Publier le 17 juin 2022
Viande cellulaire : vision 2040

Année 2042, Pierre est un jeune ingénieur agronome de 26 ans. Il marche dans les locaux flambants neufs de la Frenchy FOODY, ce nouveau fleuron industriel de l’agriculture cellulaire français. Pierre est très fière d’inaugurer aujourd’hui le nouveau laboratoire P4 qui fera germer à terme environ plusieurs tonnes de tissus cellulaires par ans. Les économies d’échelles permises par cette hausse conséquente de la production, vont permettre pour la première fois cette année d’obtenir un prix de 8$ au kilo (prix inférieur à la viande rouge).

Scénario sur l’évolution du cout de la viande cellulaire Scénario sur l’évolution du cout de la viande cellulaire Source : cnbc (https://cedelft.eu/publications/tea-of-cultivated-meat/)

Transformation du paysage socio-économique français

Pour Pierre, c’est l’accomplissement de deux ans de travail acharné, mais aussi la certitude de participer à l’amélioration du bien commun de l’humanité. Pierre a donc la tête dans les étoiles et dans les cuves… Enfant de la destruction créatrice de Schumpeter, Pierre n’a pas encore réalisé la déstabilisation qu’avait French FOODY sur le territoire français.

L’ancienne filière bovine française qui comptait encore près de 400 000 personnes dans les années 2020 n’est aujourd’hui plus qu’un souvenir. En effet, les derniers résistants se partagent le marché entre 12 fermes géantes de 1000 vaches et une centaine d’éleveurs traditionnels bios. Il faut dire que le paysage a bien changé, les champs céréaliers OGM résistant à la chaleur se partagent le sol avec les méga-éoliennes de dernière génération et autres champs solaires.

Après tout, Pierre se dit que les temps changent et la dizaine de milliers d’« ingéculteurs » des villes peuvent bien remplacer le vieux modèle paysan de naguère. Le phénomène d’exode rural s’intensifie et les villes récupèrent à présent les dividendes agricoles.

Impact énergétique dans un contexte environnemental incertain

Chaleur dégagée par les différentes cultures Chaleur dégagée par les différentes cultures Source : cnbc (https://cedelft.eu/publications/tea-of-cultivated-meat/)
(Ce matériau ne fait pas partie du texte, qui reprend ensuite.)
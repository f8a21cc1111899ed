//! Run command: execute a pipeline locally

use std::path::{Path, PathBuf};
use std::sync::Arc;
use std::time::Duration;

use anyhow::Context;
use clap::Args;
use console::style;
use tracing::{info, warn};

use pipewright_core::config::load_config_or_default;
use pipewright_core::{Config, Configuration, ToolChain};
use pipewright_pipelines::{tool_version, LocalRun, LocalRunner, PipelineError, PipelineRegistry};
use pipewright_tasks::{PipelineResult, ProgressRegistry};

use crate::cli::output::{self, ConsoleProgress};
use crate::cli::{Cli, OutputFormat};
use crate::exit_codes;

/// What to run: configuration, toolchain, stash and task selection
#[derive(Debug, Args)]
pub struct PipelineArgs {
    /// Serialized configuration file (default: built from pipewright.toml)
    pub configuration: Option<PathBuf>,

    /// Stash directory (default: stash.dir from pipewright.toml)
    #[arg(long)]
    pub stash_dir: Option<PathBuf>,

    /// Toolchain file written by `pipewright toolchain`
    #[arg(long)]
    pub toolchain: Option<PathBuf>,

    /// Result of an earlier run to resume from
    #[arg(long)]
    pub result_in: Option<PathBuf>,

    /// Only run tasks with this name
    #[arg(long)]
    pub task: Option<String>,

    /// Only run the task for this source file
    #[arg(long, requires = "task")]
    pub source: Option<String>,

    /// Also run everything the selected task depends on
    #[arg(long, requires = "task")]
    pub execute_up_to: bool,
}

impl PipelineArgs {
    /// Resolve the arguments against the project configuration
    pub fn local_run(&self) -> anyhow::Result<(LocalRun, Config)> {
        let cwd = std::env::current_dir()?;
        let (config, config_path) = load_config_or_default(&cwd)?;
        if let Some(path) = &config_path {
            info!(path = %path.display(), "using project config");
        }

        let version = tool_version();
        let configuration = match &self.configuration {
            Some(path) => Configuration::load(path)
                .with_context(|| format!("Failed to read configuration {}", path.display()))?,
            None => config.to_configuration(&version)?,
        };

        let toolchain = load_toolchain(self.toolchain.as_deref(), &config, &version)?;
        let stash_dir = self
            .stash_dir
            .clone()
            .unwrap_or_else(|| config.stash.dir.clone());

        let mut run = LocalRun::new(stash_dir, toolchain, configuration);
        run.task = self.task.clone();
        run.source = self.source.clone();
        run.execute_up_to = self.execute_up_to;
        run.force_no_stash = !config.stash.enabled;
        run.concurrency = config.execution.concurrency;
        run.task_timeout = config.execution.task_timeout_secs.map(Duration::from_secs);

        if let Some(path) = &self.result_in {
            let prior = PipelineResult::load(path)
                .with_context(|| format!("Failed to read prior result {}", path.display()))?;
            run.prior_result = Some(prior);
        }

        Ok((run, config))
    }
}

/// Toolchain from a file, from configured binaries, or bare
pub fn load_toolchain(
    file: Option<&Path>,
    config: &Config,
    version: &semver::Version,
) -> anyhow::Result<ToolChain> {
    if let Some(path) = file.or(config.toolchain.file.as_deref()) {
        return Ok(ToolChain::load(path)?);
    }
    if !config.toolchain.binaries.is_empty() {
        return Ok(ToolChain::from_binaries(
            version.clone(),
            config.toolchain.binaries.iter(),
        )?);
    }
    Ok(ToolChain::bare(version.clone()))
}

/// Run a pipeline
#[derive(Debug, Args)]
pub struct RunCommand {
    #[command(flatten)]
    pub target: PipelineArgs,

    /// Write the result (success, message, build hashes) to this file
    #[arg(long)]
    pub result_out: Option<PathBuf>,

    /// Rebuild everything, ignoring stashed artifacts
    #[arg(long)]
    pub force_no_stash: bool,

    /// Maximum concurrent tasks
    #[arg(long)]
    pub concurrency: Option<usize>,

    /// Per-task timeout in seconds
    #[arg(long)]
    pub timeout: Option<u64>,

    /// Show execution plan without running
    #[arg(long)]
    pub dry_run: bool,
}

impl RunCommand {
    pub fn execute(&self, cli: &Cli) -> anyhow::Result<i32> {
        if self.dry_run {
            return super::plan::print_plan(&self.target, cli);
        }

        let (mut run, config) = self.target.local_run()?;
        run.force_no_stash |= self.force_no_stash;
        if let Some(concurrency) = self.concurrency {
            run.concurrency = concurrency;
        }
        if let Some(secs) = self.timeout {
            run.task_timeout = Some(Duration::from_secs(secs));
        }
        let result_out = self
            .result_out
            .clone()
            .or_else(|| config.execution.result_file.clone());

        let mut progress = ProgressRegistry::new();
        if !cli.quiet && cli.format == OutputFormat::Text {
            progress.register(ConsoleProgress::new(cli.verbose));
        }
        let runner = LocalRunner::new(
            PipelineRegistry::with_builtins(tool_version()),
            Arc::new(progress),
        );

        if !cli.quiet && cli.format == OutputFormat::Text {
            output::info(&format!(
                "Running pipeline ({} workers, stash {})",
                run.concurrency,
                output::path_style().apply_to(run.stash_dir.display())
            ));
        }

        let runtime = tokio::runtime::Runtime::new()?;
        let outcome = runtime.block_on(runner.run(run));
        // Timed-out tasks may still hold blocking threads.
        runtime.shutdown_background();

        let code = match &outcome {
            Ok(result) if result.success => exit_codes::SUCCESS,
            Ok(_) => exit_codes::ERROR,
            Err(e) if e.is_fatal_setup() => exit_codes::CONFIG_ERROR,
            Err(_) => exit_codes::ERROR,
        };

        let written = match &result_out {
            Some(path) => save_result(&outcome, path)?,
            None => false,
        };
        if let (Err(_), Some(path)) = (&outcome, &result_out) {
            warn!(path = %path.display(), "run did not finish, result file left unchanged");
        }

        let result = outcome.unwrap_or_else(|e| PipelineResult::failure(e.to_string()));
        report(&result, result_out.as_deref().filter(|_| written), cli)?;
        Ok(code)
    }
}

/// Write the outcome of a run to `path`, returning whether anything was written.
///
/// Only runs that reached the executor are written, task failures included:
/// their ledger still holds every hash seeded from the prior result. Setup
/// failures and stalls leave an existing file untouched.
fn save_result(outcome: &Result<PipelineResult, PipelineError>, path: &Path) -> anyhow::Result<bool> {
    let Ok(result) = outcome else {
        return Ok(false);
    };
    result
        .save(path)
        .with_context(|| format!("Failed to write result {}", path.display()))?;
    Ok(true)
}

fn report(result: &PipelineResult, result_out: Option<&Path>, cli: &Cli) -> anyhow::Result<()> {
    if cli.format == OutputFormat::Json {
        println!("{}", serde_json::to_string_pretty(result)?);
        return Ok(());
    }

    if result.success {
        if !cli.quiet {
            output::success(&result.message);
        }
    } else {
        output::error(&result.message);
    }

    if let (Some(path), false) = (result_out, cli.quiet) {
        println!(
            "  {} {}",
            style("Result written to").dim(),
            output::path_style().apply_to(path.display())
        );
    }
    Ok(())
}
//! Pipeline configuration envelope
//!
//! A configuration is an opaque byte buffer handed to a pipeline
//! implementation. Only its header is understood by the orchestrator:
//!
//! ```text
//! +------+-----------------+-------------------+-----------------+
//! | PWCF | header len (LE) | header JSON       | body (opaque)   |
//! | 4 B  | u32             | pipeline id + ver | pipeline-owned  |
//! +------+-----------------+-------------------+-----------------+
//! ```
//!
//! The header can be read without decoding the body, which lets the
//! registry validate compatibility before loading anything.

use std::fs;
use std::path::Path;

use serde::{Deserialize, Serialize};

use crate::error::ConfigError;

const MAGIC: &[u8; 4] = b"PWCF";
const PREFIX_LEN: usize = MAGIC.len() + 4;

/// Independently parseable configuration header
#[derive(Debug, Clone, PartialEq, Eq, Serialize, Deserialize)]
pub struct ConfigurationHeader {
    /// Resolvable reference to a pipeline implementation
    pub pipeline_id: String,
    /// Tool version the configuration was produced by
    pub version: semver::Version,
}

impl ConfigurationHeader {
    /// Create a header
    pub fn new(pipeline_id: impl Into<String>, version: semver::Version) -> Self {
        Self {
            pipeline_id: pipeline_id.into(),
            version,
        }
    }

    /// Fail unless the header was produced by `expected`
    pub fn verify_version(&self, expected: &semver::Version) -> Result<(), ConfigError> {
        if &self.version != expected {
            return Err(ConfigError::VersionMismatch {
                expected: expected.clone(),
                found: self.version.clone(),
            });
        }
        Ok(())
    }
}

/// Serialized pipeline configuration
#[derive(Debug, Clone, PartialEq, Eq)]
pub struct Configuration(Vec<u8>);

impl Configuration {
    /// Build a configuration from a header and a pipeline-specific body
    pub fn new(header: &ConfigurationHeader, body: &[u8]) -> Result<Self, ConfigError> {
        let header_json = serde_json::to_vec(header)?;
        let header_len = u32::try_from(header_json.len())
            .map_err(|_| ConfigError::InvalidEnvelope("header too large".to_string()))?;

        let mut data = Vec::with_capacity(PREFIX_LEN + header_json.len() + body.len());
        data.extend_from_slice(MAGIC);
        data.extend_from_slice(&header_len.to_le_bytes());
        data.extend_from_slice(&header_json);
        data.extend_from_slice(body);
        Ok(Self(data))
    }

    /// Wrap raw bytes, validating that a header is present
    pub fn from_bytes(data: Vec<u8>) -> Result<Self, ConfigError> {
        let config = Self(data);
        config.header()?;
        Ok(config)
    }

    /// The underlying bytes
    pub fn as_bytes(&self) -> &[u8] {
        &self.0
    }

    fn header_len(&self) -> Result<usize, ConfigError> {
        if self.0.len() < PREFIX_LEN || &self.0[..MAGIC.len()] != MAGIC {
            return Err(ConfigError::InvalidEnvelope("missing magic".to_string()));
        }
        let mut len = [0u8; 4];
        len.copy_from_slice(&self.0[MAGIC.len()..PREFIX_LEN]);
        let len = u32::from_le_bytes(len) as usize;
        if self.0.len() < PREFIX_LEN + len {
            return Err(ConfigError::InvalidEnvelope(format!(
                "header truncated: expected {} bytes, found {}",
                len,
                self.0.len() - PREFIX_LEN
            )));
        }
        Ok(len)
    }

    /// Decode only the header
    pub fn header(&self) -> Result<ConfigurationHeader, ConfigError> {
        let len = self.header_len()?;
        serde_json::from_slice(&self.0[PREFIX_LEN..PREFIX_LEN + len])
            .map_err(|e| ConfigError::InvalidEnvelope(format!("bad header: {}", e)))
    }

    /// Pipeline-specific remainder
    pub fn body(&self) -> Result<&[u8], ConfigError> {
        let len = self.header_len()?;
        Ok(&self.0[PREFIX_LEN + len..])
    }

    /// Load a configuration file
    pub fn load(path: &Path) -> Result<Self, ConfigError> {
        if !path.exists() {
            return Err(ConfigError::NotFound(path.to_path_buf()));
        }
        Self::from_bytes(fs::read(path)?)
    }

    /// Save the configuration to a file
    pub fn save(&self, path: &Path) -> Result<(), ConfigError> {
        fs::write(path, &self.0)?;
        Ok(())
    }
}

#[cfg(test)]
mod tests {
    use super::*;

    fn header() -> ConfigurationHeader {
        ConfigurationHeader::new("stages", semver::Version::new(0, 1, 0))
    }

    #[test]
    fn test_header_and_body() {
        let config = Configuration::new(&header(), b"{\"x\":1}").unwrap();
        assert_eq!(config.header().unwrap(), header());
        assert_eq!(config.body().unwrap(), b"{\"x\":1}");
    }

    #[test]
    fn test_header_readable_with_undecodable_body() {
        let config = Configuration::new(&header(), &[0xff, 0x00, 0xfe]).unwrap();
        assert_eq!(config.header().unwrap().pipeline_id, "stages");
    }

    #[test]
    fn test_missing_magic() {
        let err = Configuration::from_bytes(b"nope".to_vec()).unwrap_err();
        assert!(matches!(err, ConfigError::InvalidEnvelope(_)));
    }

    #[test]
    fn test_truncated_header() {
        let config = Configuration::new(&header(), b"").unwrap();
        let mut bytes = config.as_bytes().to_vec();
        bytes.truncate(bytes.len() - 3);
        assert!(Configuration::from_bytes(bytes).is_err());
    }

    #[test]
    fn test_version_check() {
        let h = header();
        assert!(h.verify_version(&semver::Version::new(0, 1, 0)).is_ok());
        let err = h.verify_version(&semver::Version::new(0, 2, 0)).unwrap_err();
        assert!(matches!(err, ConfigError::VersionMismatch { .. }));
    }
}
Le nouveau laboratoire P4 est aussi performant qu’énergivore. En effet, les études publiées dans la revue Frontiers in Sustainable Food Systems montrent que les taux d’émission de dioxyde de carbone (CO2) dégagés par l’industrie cellulaire sont au minimum a égal niveau que celui de l’élevage classique. Au cours du cycle de production à échelle industriel, la phase générant le plus de consommation en électricité à 94% concerne l’échangeur de chaleur qui fournira une charge de refroidissement au bioréacteur pour éviter sa surchauffe.

En plus de consommer, ce réacteur est très demandeur en eau. Pour contourner les nouvelles mesures de rationnement de l’eau liées à la sécheresse des années 2030, French FOOD finance des barrages sur des cours d’eau anciennement dirigés vers les terres. La sècheresse s’accentue donc drastiquement sur d’anciens territoires agricoles.

Impact sanitaire d’une cellule modifiée

En terminant l’inspection du bloc ultra sécurisé P4, Pierre se replonge dans la crise médiatique que le groupe vient de subir. En effet, French FOODY fait l’objet d’une attaque en justice de la part d’une association de malades du cancer. En effet, une centaine de personnes victimes de cancers, notamment des enfants, se sont réunies afin de prouver de l’implication du groupe dans leur pathologie.

A l’heure de la rédaction de cet article, rien ne permet de dire que la viande cellulaire serait plus nocive qu’une viande d’origine animale.

Néanmoins, des interrogations concernant les effets à long terme liés à l’ingestion de viande artificielle demeure réelle. D’une part, les cellules artificielles n’ont pas de système immunitaire à la différence d’une cellule classique. C’est-à-dire que le risque d’avoir des particules virales pouvant infecter les cellules est fort. De plus, plusieurs techniques complexes différentes sont actuellement en développement pour produire les tissues cellulaires. Dans tous les cas, le niveau d’intrants chimique devra fortement augmenter pour atteindre un niveau de productivité convenable. Ces modifications et intrants passeront notamment avec des organismes génétiquement modifiés qui ont des effets potentiellement cancérogènes.

Conclusion : Le chemin de Pierre et de son industrie est encore long mais la vision 2040 de l’agriculture cellulaire peut potentiellement ressembler au scénario proposé ici. A noter que d’autres produits seront probablement répliqués de manière artérielle telle que la viande blanche ou encore les fruits de mer au regard des efforts actuellement déployés pour y parvenir.